Plan of Correction: ApprovedMay 9, 2025

Step 1: Licensed nurses that failed to sign Narcotic shift to shift counts received written disciplinary memos. DON and Unit Managers with units less than 100% compliance for Narcotics shift to shift counts were counseled by the Director Of Clinical Operations regarding daily follow up of Narcotic ledgers and shift to shift count. No residents were affected by the lack of compliance. All narcotics were reconciled on 4/28/25 with no discrepancies noted. Step 2: A QAPI meeting was held on 4/28/25 to discuss ongoing non-compliance related to Narcotics shift to shift count.

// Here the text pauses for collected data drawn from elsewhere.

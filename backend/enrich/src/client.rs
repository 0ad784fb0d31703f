//! The enrichment client: prompt construction, provider call, decode, and
//! the malformed-payload fallback.

use std::sync::Arc;

use tracing::{debug, warn};

use linkdrop_core::{AiEnrichment, CompletionProvider, IngestError, PageMetadata};

use crate::decode::{decode_completion, CompletionOutcome};
use crate::prompt::build_request;

/// Placeholder title when neither the AI nor the page supplied one.
const PLACEHOLDER_TITLE: &str = "Saved Link";

/// Requests a descriptive title and a 1-2 sentence summary for a URL.
///
/// This stage is best-effort by contract: callers must continue without it on
/// `Err`, never abort the save.
pub struct EnrichmentClient {
    provider: Arc<dyn CompletionProvider>,
}

impl EnrichmentClient {
    pub fn new(provider: Arc<dyn CompletionProvider>) -> Self {
        Self { provider }
    }

    pub async fn enrich(
        &self,
        url: &str,
        meta: &PageMetadata,
    ) -> Result<AiEnrichment, IngestError> {
        let request = build_request(url, meta);
        debug!(provider = self.provider.name(), url, "requesting enrichment");

        let raw = self
            .provider
            .complete(&request)
            .await
            .map_err(|e| IngestError::Enrichment(e.to_string()))?;

        match decode_completion(&raw) {
            CompletionOutcome::Structured(enrichment) => Ok(enrichment),
            CompletionOutcome::Malformed(raw_text) => {
                warn!(url, "completion was not valid structured output; using raw text as summary");
                Ok(AiEnrichment {
                    title: meta
                        .title
                        .clone()
                        .unwrap_or_else(|| PLACEHOLDER_TITLE.to_string()),
                    summary: raw_text,
                })
            }
        }
    }
}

All Narcotic ledgers were reviewed for omissions and disciplinary actions issued as indicated. Step 3: Unit Narcotic ledgers will be brought to morning meeting for IDT team review x 4 weeks. Licensed nurses who failed to sign shift to shift count will receive progressive disciplinary action. All licensed nurses will be re-educated regarding Narcotic Management including necessity of shift to shift count. Education will include progressive disciplinary action for nurses failing to follow protocol. Education will include a post test to ensure understanding of information. The policy for Narcotic Management was reviewed by the Director Of Clinical Operations with no revisions required. Step 4: The DON or designee will complete Weekly Narcotics Reconciliation audit of all Unit Narcotics ledgers x 8 weeks. Audits will ensure that all shift to shift counts are completed and will include random observations to verify that shift to shift counts are being completed. Any issues identified will result in disciplinary action. The Pharmacy Consultant was made aware of the facilities plan for compliance and will review audits monthly x 3 months. The results of reviews and audits will be forwarded to the QAPI Committee for review and input.